Moreover, § 2423(b) contains no disclaimer of a mens rea requirement as to the
victimʹs age, and we generally presume that criminal statutes contain mens rea
requirements even where not explicitly provided in the statute.
Staples, 511 U.S.
at 605‐06.
The government also attempts to compare § 2423(b) with its
statutory neighbor, § 2423(a). Section 2423(a) criminalizes the knowing
transportation of an individual under the age of 18 with the intent that the
individual engage in prostitution, and it does not require scienter as to the
victimʹs age. 18 U.S.C. § 2423(a); see United States v.
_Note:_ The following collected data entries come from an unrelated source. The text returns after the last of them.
//! Line-oriented front end.
//!
//! One JSON request envelope per input line, one JSON reply per output
//! line. Requests run concurrently; replies are written in input order.

use std::future::Future;
use std::io;
use std::sync::Arc;

use futures::future::{self, BoxFuture, FutureExt};
use futures::stream::{FuturesOrdered, StreamExt};
use tokio::io::{AsyncBufRead, AsyncBufReadExt, AsyncWrite, AsyncWriteExt};
use tracing::{error, info, warn};

use fxql_common::FxqlError;
use fxql_protocol::{Reply, RequestEnvelope};

use crate::service::FxqlService;

/// Requests read ahead of the oldest unanswered one.
pub const MAX_PENDING_LINES: usize = 256;

/// Serve requests from `input` until it closes or `shutdown` resolves.
///
/// Blank lines are skipped. A line that is not an envelope gets an
/// `InvalidRequest` reply in its place.
pub async fn serve_lines<R, W, S>(
    service: Arc<FxqlService>,
    input: R,
    mut output: W,
    shutdown: S,
) -> io::Result<()>
where
    R: AsyncBufRead + Unpin,
    W: AsyncWrite + Unpin,
    S: Future<Output = ()>,
{
    let mut lines = input.lines();
    let mut pending = FuturesOrdered::new();
    let mut input_open = true;
    tokio::pin!(shutdown);

    while input_open || !pending.is_empty() {
        tokio::select! {
            biased;

            _ = &mut shutdown => {
                info!(pending = pending.len(), "Shutdown signal received");
                break;
            }
            Some(reply) = pending.next(), if !pending.is_empty() => {
                write_reply(&mut output, &reply).await?;
            }
            line = lines.next_line(), if input_open && pending.len() < MAX_PENDING_LINES => {
                match line? {
                    Some(line) if line.trim().is_empty() => {}
                    Some(line) => pending.push_back(dispatch(&service, &line)),
                    None => {
                        info!("Input closed");
                        input_open = false;
                    }
                }
            }
        }
    }

    output.flush().await
}

fn dispatch(service: &Arc<FxqlService>, line: &str) -> BoxFuture<'static, Reply> {
    match serde_json::from_str::<RequestEnvelope>(line) {
        Ok(envelope) => {
            let service = Arc::clone(service);
            let task = tokio::spawn(async move { service.handle_envelope(envelope).await });
            async move {
                task.await.unwrap_or_else(|e| {
                    error!(error = %e, "Request task failed");
                    Reply::error(&FxqlError::Internal(e.to_string()))
                })
            }
            .boxed()
        }
        Err(e) => {
            warn!(error = %e, "Unreadable request line");
            future::ready(Reply::error(&FxqlError::InvalidRequest(e.to_string()))).boxed()
        }
    }
}

async fn write_reply<W: AsyncWrite + Unpin>(output: &mut W, reply: &Reply) -> io::Result<()> {
    let mut out = serde_json::to_vec(reply)?;
    out.push(b'\n');
    output.write_all(&out).await?;
    output.flush().await
}

#[cfg(test)]
mod tests {
    use super::*;
    use std::time::Duration;

    use async_trait::async_trait;
    use serde_json::Value;
    use tokio::sync::Barrier;

    use fxql_common::{ParsedEntry, PersistedEntry, Result};
    use fxql_store::{EntryStore, MemoryEntryStore};

    use crate::config::GatewayConfig;

    async fn running(store: Arc<dyn EntryStore>) -> Arc<FxqlService> {
        let service = Arc::new(FxqlService::new(GatewayConfig::default(), store));
        service.start().await.unwrap();
        service
    }

    async fn serve(service: Arc<FxqlService>, input: &str) -> Vec<Value> {
        let mut output = Vec::new();
        let served = serve_lines(service, input.as_bytes(), &mut output, future::pending());
        tokio::time::timeout(Duration::from_secs(5), served)
            .await
            .expect("serving stalled")
            .unwrap();

        String::from_utf8(output)
            .unwrap()
            .lines()
            .map(|line| serde_json::from_str(line).unwrap())
            .collect()
    }

    /// Holds each batch until the barrier's full party has arrived.
    struct RendezvousStore {
        barrier: Barrier,
        inner: MemoryEntryStore,
    }

    #[async_trait]
    impl EntryStore for RendezvousStore {
        async fn accept(&self, entries: Vec<ParsedEntry>) -> Result<Vec<PersistedEntry>> {
            self.barrier.wait().await;
            self.inner.accept(entries).await
        }
    }

    #[tokio::test]
    async fn test_replies_follow_input_order() {
        let service = running(Arc::new(MemoryEntryStore::new())).await;
        let input = concat!(
            r#"{"caller":"alpha","FXQL":"USD-GBP { BUY 1 SELL 2 CAP 3 }"}"#,
            "\n\n",
            "not json\n",
            r#"{"FXQL":"USD-GBP { BUY 1 SELL 2 CAP 3 }"}"#,
            "\n",
            r#"{"caller":"beta","FXQL":"XXX-GBP { BUY 1 SELL 2 CAP 3 }"}"#,
            "\n",
        );

        let replies = serve(service.clone(), input).await;

        let outcomes: Vec<_> = replies
            .iter()
            .map(|r| (r["status"].as_u64().unwrap(), r["response"]["code"].as_str().unwrap()))
            .collect();
        assert_eq!(
            outcomes,
            vec![
                (200, "FXQL-200"),
                (400, "FXQL_E_INVALID_REQUEST"),
                (400, "FXQL_E_INVALID_REQUEST"),
                (400, "FXQL_E_BAD_ISO"),
            ]
        );
        assert!(replies[1]["response"]["message"]
            .as_str()
            .unwrap()
            .starts_with("Invalid request: "));
        assert_eq!(
            replies[2]["response"]["message"],
            "Invalid request: caller is required"
        );

        service.stop().await.unwrap();
    }

    #[tokio::test]
    async fn test_requests_run_concurrently() {
        // Neither batch can finish until both have reached the store.
        let store = Arc::new(RendezvousStore {
            barrier: Barrier::new(2),
            inner: MemoryEntryStore::new(),
        });
        let service = running(store.clone()).await;
        let input = concat!(
            r#"{"caller":"alpha","FXQL":"USD-GBP { BUY 1 SELL 2 CAP 3 }"}"#,
            "\n",
            r#"{"caller":"beta","FXQL":"EUR-USD { BUY 1 SELL 2 CAP 3 }"}"#,
            "\n",
        );

        let replies = serve(service.clone(), input).await;

        assert_eq!(replies.len(), 2);
        assert!(replies.iter().all(|r| r["status"] == 200));
        assert_eq!(replies[0]["response"]["data"][0]["sourceCurrency"], "USD");
        assert_eq!(replies[1]["response"]["data"][0]["sourceCurrency"], "EUR");
        assert_eq!(store.inner.batch_count(), 2);

        service.stop().await.unwrap();
    }

    #[tokio::test]
    async fn test_shutdown_stops_reading() {
        let service = running(Arc::new(MemoryEntryStore::new())).await;
        let mut output = Vec::new();

        serve_lines(
            service.clone(),
            "{\"caller\":\"alpha\",\"FXQL\":\"USD-GBP { BUY 1 SELL 2 CAP 3 }\"}\n".as_bytes(),
            &mut output,
            future::ready(()),
        )
        .await
        .unwrap();

        assert!(output.is_empty());
        service.stop().await.unwrap();
    }
}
Griffith,
284 F.3d 338, 349‐51
(2d Cir. 2002). But § 2423(a) too is materially different from § 2423(b).
In Griffith, we held that the presumption in favor of a mens rea
requirement as to the victimʹs age does not apply to § 2423(a) because ʺa
defendant is already on notice that he is committing a crime when he transports
an individual of any age in interstate commerce for the purpose of prostitution.ʺ
Id. at 351. That the person is in fact under the age of 18 only aggravates the
20
already criminal act. See United States v. Taylor,
239 F.3d 994, 997 (9th Cir. 2001).
Under § 2423(b), by contrast, the defendantʹs travel with the purpose of having
sex with a minor under the age of 16 is the essence of the offense, without which
§ 2423(b) would criminalize purely innocent conduct not accompanied by any
criminal intent.
A better analogue to § 2423(b) as charged in this case is found in 18
U.S.C. § 2241(c). See United States v. Farley,
607 F.3d 1294, 1325 (11th Cir. 2010)
(noting that although these ʺtwo statutory provisions apply to different age
categories of victims,ʺ they ʺare materially identicalʺ). Section 2241(c)
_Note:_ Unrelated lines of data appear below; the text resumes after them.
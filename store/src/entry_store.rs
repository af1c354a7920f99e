//! Persistence delegate interface.

use async_trait::async_trait;

use fxql_common::{ParsedEntry, PersistedEntry, Result};

/// Accepts validated batches for durable storage.
///
/// Implementations must make a batch visible all together or not at all.
/// Failures are reported as [`fxql_common::FxqlError::Storage`].
#[async_trait]
pub trait EntryStore: Send + Sync {
    /// Persist a batch, returning the entries with their assigned IDs.
    async fn accept(&self, entries: Vec<ParsedEntry>) -> Result<Vec<PersistedEntry>>;
}
//! FXQL Protocol Messages
//!
//! Transport-agnostic request and response types for the FXQL gateway,
//! and the mapping from pipeline errors to response envelopes.

pub mod messages;

pub use messages::*;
criminalizes ʺcross[ing] a State line with intent to engage in a sexual act with a
person who has not attained the age of 12 years.ʺ As the Sixth Circuit has
explained, ʺ[t]he critical fact that renders the defendantʹs conduct criminal . . . is
. . . the intent with which the act was done,ʺ so while ʺit is no crime to travel
between states, . . . to do so with the evil intent described in [§] 2241(c) will
subject a person to the punishment prescribed by Congress.ʺ United States v.
DeCarlo,
434 F.3d 447, 457‐58 (6th Cir. 2006). Accordingly, like § 2423(b), criminal
liability under § 2241(c) ʺturns on the criminal intent with which [the defendant]
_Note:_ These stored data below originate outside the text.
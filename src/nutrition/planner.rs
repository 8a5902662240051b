//! Greedy, randomized daily meal suggestions.
//!
//! Each meal is filled independently: one protein, one carb, one
//! vegetable/fruit and one fat source, each sized against what is left of
//! the meal's calorie budget. Output is advisory only; totals are not
//! corrected towards the target and repeated calls differ.

use std::collections::HashSet;

use serde::Serialize;
use tracing::{debug, warn};

use super::catalog::{FoodCatalog, FoodItem};
use super::model::round_half_up;
use super::selector::Selector;
use super::NutritionError;

#[derive(Debug, Clone, Copy, PartialEq, Eq, Serialize)]
pub enum MealType {
    Breakfast,
    Lunch,
    Dinner,
    Snacks,
}

impl MealType {
    pub fn share(self) -> f64 {
        match self {
            MealType::Breakfast => 0.25,
            MealType::Lunch => 0.35,
            MealType::Dinner => 0.30,
            MealType::Snacks => 0.10,
        }
    }
}

#[derive(Debug, Clone, PartialEq, Serialize)]
pub struct MealEntry {
    #[serde(flatten)]
    pub food: FoodItem,
    pub servings: f64,
    pub meal_calories: f64,
}

#[derive(Debug, Clone, PartialEq, Serialize)]
#[serde(rename_all = "camelCase")]
pub struct Meal {
    pub meal_type: MealType,
    pub foods: Vec<MealEntry>,
    pub total_calories: i64,
    pub target_calories: i64,
}

#[derive(Debug, Clone, PartialEq, Serialize)]
pub struct DailyMeals {
    pub breakfast: Meal,
    pub lunch: Meal,
    pub dinner: Meal,
    pub snacks: Meal,
}

impl DailyMeals {
    pub fn iter(&self) -> impl Iterator<Item = &Meal> {
        [&self.breakfast, &self.lunch, &self.dinner, &self.snacks].into_iter()
    }
}

#[derive(Debug, Clone, PartialEq)]
pub struct MealPlan {
    pub meals: DailyMeals,
    pub preferences_applied: bool,
}

/// Trims and lowercases tags, dropping blanks.
pub fn normalize_tags(raw: &[String]) -> Vec<String> {
    raw.iter()
        .map(|t| t.trim().to_lowercase())
        .filter(|t| !t.is_empty())
        .collect()
}

pub fn suggest_meals(
    daily_target: f64,
    dietary_preferences: &[String],
    catalog: &FoodCatalog,
    selector: &mut dyn Selector,
) -> Result<MealPlan, NutritionError> {
    if !daily_target.is_finite() || daily_target <= 0.0 {
        return Err(NutritionError::Validation(
            "Target calories must be a positive number".into(),
        ));
    }
    let tags = normalize_tags(dietary_preferences);
    if tags.is_empty() {
        return Err(NutritionError::Validation(
            "At least one dietary preference is required".into(),
        ));
    }

    let selection = catalog.select(&tags);
    if !selection.preferences_applied {
        warn!(?tags, "no foods match dietary preferences; using full catalog");
    }

    let mut build = |meal_type: MealType| {
        let budget = round_half_up(daily_target * meal_type.share());
        build_meal(meal_type, budget, &selection.items, selector)
    };

    let meals = DailyMeals {
        breakfast: build(MealType::Breakfast),
        lunch: build(MealType::Lunch),
        dinner: build(MealType::Dinner),
        snacks: build(MealType::Snacks),
    };

    Ok(MealPlan {
        meals,
        preferences_applied: selection.preferences_applied,
    })
}

struct MealBuilder<'a, 'f> {
    foods: &'a [&'f FoodItem],
    used: HashSet<u32>,
    entries: Vec<MealEntry>,
    remaining: f64,
}

impl<'a, 'f> MealBuilder<'a, 'f> {
    /// Zero-calorie items are never candidates: every serving size divides
    /// by the item's calories.
    fn candidates(&self, keep: impl Fn(&FoodItem) -> bool) -> Vec<&'f FoodItem> {
        self.foods
            .iter()
            .copied()
            .filter(|f| f.calories > 0 && !self.used.contains(&f.id) && keep(*f))
            .collect()
    }

    fn take(&mut self, food: &FoodItem, servings: f64) {
        let meal_calories = food.kcal() * servings;
        self.remaining -= meal_calories;
        self.used.insert(food.id);
        self.entries.push(MealEntry {
            food: food.clone(),
            servings,
            meal_calories,
        });
    }
}

fn choose<'f>(candidates: &[&'f FoodItem], selector: &mut dyn Selector) -> Option<&'f FoodItem> {
    if candidates.is_empty() {
        None
    } else {
        Some(candidates[selector.pick(candidates.len())])
    }
}

fn is_produce(food: &FoodItem) -> bool {
    let name = food.name.to_lowercase();
    food.calories < 100
        || name.contains("vegetable")
        || name.contains("broccoli")
        || name.contains("spinach")
}

pub fn build_meal(
    meal_type: MealType,
    budget: f64,
    foods: &[&FoodItem],
    selector: &mut dyn Selector,
) -> Meal {
    let mut meal = MealBuilder {
        foods,
        used: HashSet::new(),
        entries: Vec::new(),
        remaining: budget,
    };

    // protein
    let limit = meal.remaining * 0.4;
    let proteins = meal.candidates(|f| f.protein > 10.0 && f.kcal() <= limit);
    if let Some(food) = choose(&proteins, selector) {
        let servings = (budget * 0.3 / food.kcal()).floor().max(1.0);
        meal.take(food, servings);
    }

    // carb
    let limit = meal.remaining * 0.4;
    let carbs = meal.candidates(|f| f.carbs > 10.0 && f.kcal() <= limit);
    if meal.remaining > 100.0 {
        if let Some(food) = choose(&carbs, selector) {
            let servings = (budget * 0.25 / food.kcal()).floor().max(1.0);
            meal.take(food, servings);
        }
    }

    // vegetables and fruit
    let limit = meal.remaining;
    let produce = meal.candidates(|f| is_produce(f) && f.kcal() <= limit);
    if meal.remaining > 50.0 {
        if let Some(food) = choose(&produce, selector) {
            let servings = (meal.remaining / food.kcal()).floor().max(1.0);
            meal.take(food, servings);
        }
    }

    // fat
    if meal.remaining > 50.0 {
        let limit = meal.remaining;
        let fats = meal.candidates(|f| f.fat > 5.0 && f.kcal() <= limit);
        if let Some(food) = choose(&fats, selector) {
            let servings = (meal.remaining / food.kcal()).floor().max(0.5);
            meal.take(food, servings);
        }
    }

    let total: f64 = meal.entries.iter().map(|e| e.meal_calories).sum();
    debug!(
        ?meal_type,
        budget,
        total,
        items = meal.entries.len(),
        "meal built"
    );

    Meal {
        meal_type,
        foods: meal.entries,
        total_calories: round_half_up(total) as i64,
        target_calories: budget as i64,
    }
}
acted, not on the existence of an actual child.ʺ
Farley, 607 F.3d at 1325; see also
21
United States v. Cryar,
232 F.3d 1318, 1323 (10th Cir. 2000) (ʺIt is certainly not the
crossing alone but the crossing in order to engage in sexual activity with
underage persons that is criminal.ʺ); accord United States v. King,
604 F.3d 125,
139‐40 (3d Cir. 2010); United States v. Lukashov,
694 F.3d 1107, 1121 (9th Cir. 2012).
We thus reject the governmentʹs arguments that the crime of
conviction does not contain a requirement that the defendant know that the
intended victim was under the age of 16.
B. The Governmentʹs Alternative Argument
In the alternative, the government argues that to the extent § 2423(b)
requires knowledge of the intended victimʹs age, it need only prove that the
defendant traveled interstate for the purposes of engaging in a sexual act with
someone under the age of 18 (rather than 16), so long as that person is in fact
under the age of 16. Government Br. at 25 (asserting that ʺcriminal liability
attaches where the victim actually is under the age of 16, even if the defendant
mistakenly believed that the victim is 16 or 17ʺ); see also Oral Argument at 10:25‐
45 (ʺ[I]f there is an intent requirement as to age in [§] 2423, it is . . . activity with
someone under the age of 18.ʺ).
22
In support of this argument, the government points to § 2423(f)(1)ʹs
definition of ʺillicit sexual conduct.ʺ This subsection defines ʺillicit sexual
conductʺ as ʺa sexual act . . . with a person under 18 years of age that would be in
violation of chapter 109A if the sexual act occurredʺ in a federal enclave.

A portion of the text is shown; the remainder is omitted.